Please repeat all of the records, keeping every word unchanged.

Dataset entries
Content starts

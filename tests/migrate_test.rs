//! End-to-end migrations against in-process fakes of both catalogs.

use axum::extract::{Path, State};
use axum::http::{HeaderMap, StatusCode};
use axum::routing::{get, post};
use axum::{Json, Router};
use serde_json::{json, Value};
use std::collections::HashSet;
use std::sync::{Arc, Mutex};
use tunetransfer::config::SpotifyConfig;
use tunetransfer::migrate::{MigrationError, Migrator};
use tunetransfer::spotify::SpotifyClient;
use tunetransfer::ytmusic::YtMusicConnector;

const HEADERS: &str = "cookie: __Secure-3PAPISID=abc; SID=1\nx-goog-authuser: 0";

#[derive(Clone, Default)]
struct Catalogs {
    playlist_items: Arc<Vec<Value>>,
    findable: Arc<HashSet<String>>,
    searches: Arc<Mutex<Vec<String>>>,
    cookies: Arc<Mutex<Vec<String>>>,
    created: Arc<Mutex<Vec<Value>>>,
}

async fn token() -> Json<Value> {
    Json(json!({ "access_token": "tok", "token_type": "Bearer", "expires_in": 3600 }))
}

async fn tracks(State(c): State<Catalogs>, Path(id): Path<String>) -> (StatusCode, Json<Value>) {
    if id != "abc123" {
        return (StatusCode::NOT_FOUND, Json(json!({})));
    }
    (
        StatusCode::OK,
        Json(json!({ "items": c.playlist_items.as_slice(), "next": null })),
    )
}

async fn playlist(Path(_id): Path<String>) -> Json<Value> {
    Json(json!({ "name": "Road Trip" }))
}

async fn search(
    State(c): State<Catalogs>,
    headers: HeaderMap,
    Json(body): Json<Value>,
) -> Json<Value> {
    let query = body["query"].as_str().unwrap_or_default().to_string();
    if let Some(cookie) = headers.get("cookie").and_then(|h| h.to_str().ok()) {
        c.cookies.lock().unwrap().push(cookie.to_string());
    }
    c.searches.lock().unwrap().push(query.clone());

    let items: Vec<Value> = if c.findable.contains(&query) {
        vec![json!({
            "musicResponsiveListItemRenderer": {
                "playlistItemData": { "videoId": format!("yt-{}", query.len()) }
            }
        })]
    } else {
        Vec::new()
    };
    Json(json!({
        "contents": { "tabbedSearchResultsRenderer": { "tabs": [{ "tabRenderer": { "content": {
            "sectionListRenderer": { "contents": [{ "musicShelfRenderer": { "contents": items } }] }
        } } }] } }
    }))
}

async fn create(State(c): State<Catalogs>, Json(body): Json<Value>) -> Json<Value> {
    c.created.lock().unwrap().push(body);
    Json(json!({ "playlistId": "PLnew" }))
}

async fn setup(items: Vec<Value>, findable: &[&str]) -> (Migrator, Catalogs) {
    let catalogs = Catalogs {
        playlist_items: Arc::new(items),
        findable: Arc::new(findable.iter().map(|s| s.to_string()).collect()),
        ..Catalogs::default()
    };
    let app = Router::new()
        .route("/api/token", post(token))
        .route("/v1/playlists/:id/tracks", get(tracks))
        .route("/v1/playlists/:id", get(playlist))
        .route("/youtubei/v1/search", post(search))
        .route("/youtubei/v1/playlist/create", post(create))
        .with_state(catalogs.clone());

    let listener = tokio::net::TcpListener::bind("127.0.0.1:0").await.unwrap();
    let base = format!("http://{}", listener.local_addr().unwrap());
    tokio::spawn(async move {
        axum::serve(listener, app).await.unwrap();
    });

    let spotify = SpotifyClient::new(SpotifyConfig {
        client_id: Some("id".to_string()),
        client_secret: Some("secret".to_string()),
        bearer_token: None,
        api_base: format!("{}/v1", base),
        accounts_base: base.clone(),
    });
    let migrator = Migrator::new(
        Arc::new(spotify),
        Arc::new(YtMusicConnector::new(format!("{}/youtubei/v1", base))),
        "IN",
    );
    (migrator, catalogs)
}

fn item(name: &str, artist: &str, is_local: bool) -> Value {
    json!({
        "track": {
            "name": name,
            "artists": [{ "name": artist }],
            "album": { "name": "Album" },
            "is_local": is_local
        }
    })
}

#[tokio::test]
async fn local_tracks_are_skipped_and_the_rest_migrated() {
    let (migrator, catalogs) = setup(
        vec![
            item("Helicopter", "Bloc Party", false),
            item("Voice Memo", "Me", true),
            item("Banquet", "Bloc Party", false),
        ],
        &["Helicopter Bloc Party", "Banquet Bloc Party"],
    )
    .await;

    let report = migrator
        .migrate("https://open.spotify.com/playlist/abc123?si=xyz", HEADERS)
        .await
        .unwrap();

    assert_eq!(report.missed_count, 0);
    assert!(report.missed_tracks.is_empty());
    assert_eq!(
        *catalogs.searches.lock().unwrap(),
        vec!["Helicopter Bloc Party", "Banquet Bloc Party"]
    );

    let created = catalogs.created.lock().unwrap();
    assert_eq!(created.len(), 1);
    assert_eq!(created[0]["title"], "Road Trip");
    assert_eq!(created[0]["privacyStatus"], "PRIVATE");
    assert_eq!(created[0]["videoIds"].as_array().unwrap().len(), 2);
}

#[tokio::test]
async fn decoded_debug_block_is_stripped_before_setup() {
    let (migrator, catalogs) = setup(
        vec![item("Helicopter", "Bloc Party", false)],
        &["Helicopter Bloc Party"],
    )
    .await;

    let raw = "x-goog-authuser\n0\nx-client-data\nCIa2yQEI\nDecoded:\n\
               message ClientVariations {\n  // Active client experiment variation IDs.\n\
               repeated int32 variation_id = [3300134, 3313321];\n}\n\
               cookie\n__Secure-3PAPISID=abc; SID=1\n";

    let report = migrator
        .migrate("https://open.spotify.com/playlist/abc123", raw)
        .await
        .unwrap();

    assert_eq!(report.missed_count, 0);
    assert_eq!(
        *catalogs.cookies.lock().unwrap(),
        vec!["__Secure-3PAPISID=abc; SID=1"]
    );
    assert_eq!(catalogs.created.lock().unwrap().len(), 1);
}

#[tokio::test]
async fn nothing_found_fails_without_creating_a_playlist() {
    let (migrator, catalogs) = setup(
        vec![item("Obscure", "Nobody", false), item("Rare", "Nobody", false)],
        &[],
    )
    .await;

    let err = migrator
        .migrate("https://open.spotify.com/playlist/abc123", HEADERS)
        .await
        .unwrap_err();

    assert!(matches!(err, MigrationError::NoMatches));
    assert_eq!(err.to_string(), "No songs found on YouTube Music");
    assert_eq!(catalogs.searches.lock().unwrap().len(), 2);
    assert!(catalogs.created.lock().unwrap().is_empty());
}

#[tokio::test]
async fn unknown_playlist_surfaces_upstream_status() {
    let (migrator, catalogs) = setup(vec![], &[]).await;

    let err = migrator
        .migrate("https://open.spotify.com/playlist/gone", HEADERS)
        .await
        .unwrap_err();

    assert_eq!(err.to_string(), "Failed to fetch tracks: 404");
    assert!(catalogs.searches.lock().unwrap().is_empty());
}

Content ends

Answer
filename tests/migrate_test.rs
//! End-to-end migrations against in-process fakes of both catalogs.

use axum::extract::{Path, State};
use axum::http::{HeaderMap, StatusCode};
use axum::routing::{get, post};
use axum::{Json, Router};
use serde_json::{json, Value};
use std::collections::HashSet;
use std::sync::{Arc, Mutex};
use tunetransfer::config::SpotifyConfig;
use tunetransfer::migrate::{MigrationError, Migrator};
use tunetransfer::spotify::SpotifyClient;
use tunetransfer::ytmusic::YtMusicConnector;

const HEADERS: &str = "cookie: __Secure-3PAPISID=abc; SID=1\nx-goog-authuser: 0";

#[derive(Clone, Default)]
struct Catalogs {
    playlist_items: Arc<Vec<Value>>,
    findable: Arc<HashSet<String>>,
    searches: Arc<Mutex<Vec<String>>>,
    cookies: Arc<Mutex<Vec<String>>>,
    created: Arc<Mutex<Vec<Value>>>,
}

async fn token() -> Json<Value> {
    Json(json!({ "access_token": "tok", "token_type": "Bearer", "expires_in": 3600 }))
}

async fn tracks(State(c): State<Catalogs>, Path(id): Path<String>) -> (StatusCode, Json<Value>) {
    if id != "abc123" {
        return (StatusCode::NOT_FOUND, Json(json!({})));
    }
    (
        StatusCode::OK,
        Json(json!({ "items": c.playlist_items.as_slice(), "next": null })),
    )
}

async fn playlist(Path(_id): Path<String>) -> Json<Value> {
    Json(json!({ "name": "Road Trip" }))
}

async fn search(
    State(c): State<Catalogs>,
    headers: HeaderMap,
    Json(body): Json<Value>,
) -> Json<Value> {
    let query = body["query"].as_str().unwrap_or_default().to_string();
    if let Some(cookie) = headers.get("cookie").and_then(|h| h.to_str().ok()) {
        c.cookies.lock().unwrap().push(cookie.to_string());
    }
    c.searches.lock().unwrap().push(query.clone());

    let items: Vec<Value> = if c.findable.contains(&query) {
        vec![json!({
            "musicResponsiveListItemRenderer": {
                "playlistItemData": { "videoId": format!("yt-{}", query.len()) }
            }
        })]
    } else {
        Vec::new()
    };
    Json(json!({
        "contents": { "tabbedSearchResultsRenderer": { "tabs": [{ "tabRenderer": { "content": {
            "sectionListRenderer": { "contents": [{ "musicShelfRenderer": { "contents": items } }] }
        } } }] } }
    }))
}

async fn create(State(c): State<Catalogs>, Json(body): Json<Value>) -> Json<Value> {
    c.created.lock().unwrap().push(body);
    Json(json!({ "playlistId": "PLnew" }))
}

async fn setup(items: Vec<Value>, findable: &[&str]) -> (Migrator, Catalogs) {
    let catalogs = Catalogs {
        playlist_items: Arc::new(items),
        findable: Arc::new(findable.iter().map(|s| s.to_string()).collect()),
        ..Catalogs::default()
    };
    let app = Router::new()
        .route("/api/token", post(token))
        .route("/v1/playlists/:id/tracks", get(tracks))
        .route("/v1/playlists/:id", get(playlist))
        .route("/youtubei/v1/search", post(search))
        .route("/youtubei/v1/playlist/create", post(create))
        .with_state(catalogs.clone());

    let listener = tokio::net::TcpListener::bind("127.0.0.1:0").await.unwrap();
    let base = format!("http://{}", listener.local_addr().unwrap());
    tokio::spawn(async move {
        axum::serve(listener, app).await.unwrap();
    });

    let spotify = SpotifyClient::new(SpotifyConfig {
        client_id: Some("id".to_string()),
        client_secret: Some("secret".to_string()),
        bearer_token: None,
        api_base: format!("{}/v1", base),
        accounts_base: base.clone(),
    });
    let migrator = Migrator::new(
        Arc::new(spotify),
        Arc::new(YtMusicConnector::new(format!("{}/youtubei/v1", base))),
        "IN",
    );
    (migrator, catalogs)
}

fn item(name: &str, artist: &str, is_local: bool) -> Value {
    json!({
        "track": {
            "name": name,
            "artists": [{ "name": artist }],
            "album": { "name": "Album" },
            "is_local": is_local
        }
    })
}

#[tokio::test]
async fn local_tracks_are_skipped_and_the_rest_migrated() {
    let (migrator, catalogs) = setup(
        vec![
            item("Helicopter", "Bloc Party", false),
            item("Voice Memo", "Me", true),
            item("Banquet", "Bloc Party", false),
        ],
        &["Helicopter Bloc Party", "Banquet Bloc Party"],
    )
    .await;

    let report = migrator
        .migrate("https://open.spotify.com/playlist/abc123?si=xyz", HEADERS)
        .await
        .unwrap();

    assert_eq!(report.missed_count, 0);
    assert!(report.missed_tracks.is_empty());
    assert_eq!(
        *catalogs.searches.lock().unwrap(),
        vec!["Helicopter Bloc Party", "Banquet Bloc Party"]
    );

    let created = catalogs.created.lock().unwrap();
    assert_eq!(created.len(), 1);
    assert_eq!(created[0]["title"], "Road Trip");
    assert_eq!(created[0]["privacyStatus"], "PRIVATE");
    assert_eq!(created[0]["videoIds"].as_array().unwrap().len(), 2);
}

#[tokio::test]
async fn decoded_debug_block_is_stripped_before_setup() {
    let (migrator, catalogs) = setup(
        vec![item("Helicopter", "Bloc Party", false)],
        &["Helicopter Bloc Party"],
    )
    .await;

    let raw = "x-goog-authuser\n0\nx-client-data\nCIa2yQEI\nDecoded:\n\
               message ClientVariations {\n  // Active client experiment variation IDs.\n\
               repeated int32 variation_id = [3300134, 3313321];\n}\n\
               cookie\n__Secure-3PAPISID=abc; SID=1\n";

    let report = migrator
        .migrate("https://open.spotify.com/playlist/abc123", raw)
        .await
        .unwrap();

    assert_eq!(report.missed_count, 0);
    assert_eq!(
        *catalogs.cookies.lock().unwrap(),
        vec!["__Secure-3PAPISID=abc; SID=1"]
    );
    assert_eq!(catalogs.created.lock().unwrap().len(), 1);
}

#[tokio::test]
async fn nothing_found_fails_without_creating_a_playlist() {
    let (migrator, catalogs) = setup(
        vec![item("Obscure", "Nobody", false), item("Rare", "Nobody", false)],
        &[],
    )
    .await;

    let err = migrator
        .migrate("https://open.spotify.com/playlist/abc123", HEADERS)
        .await
        .unwrap_err();

    assert!(matches!(err, MigrationError::NoMatches));
    assert_eq!(err.to_string(), "No songs found on YouTube Music");
    assert_eq!(catalogs.searches.lock().unwrap().len(), 2);
    assert!(catalogs.created.lock().unwrap().is_empty());
}

#[tokio::test]
async fn unknown_playlist_surfaces_upstream_status() {
    let (migrator, catalogs) = setup(vec![], &[]).await;

    let err = migrator
        .migrate("https://open.spotify.com/playlist/gone", HEADERS)
        .await
        .unwrap_err();

    assert_eq!(err.to_string(), "Failed to fetch tracks: 404");
    assert!(catalogs.searches.lock().unwrap().is_empty());
}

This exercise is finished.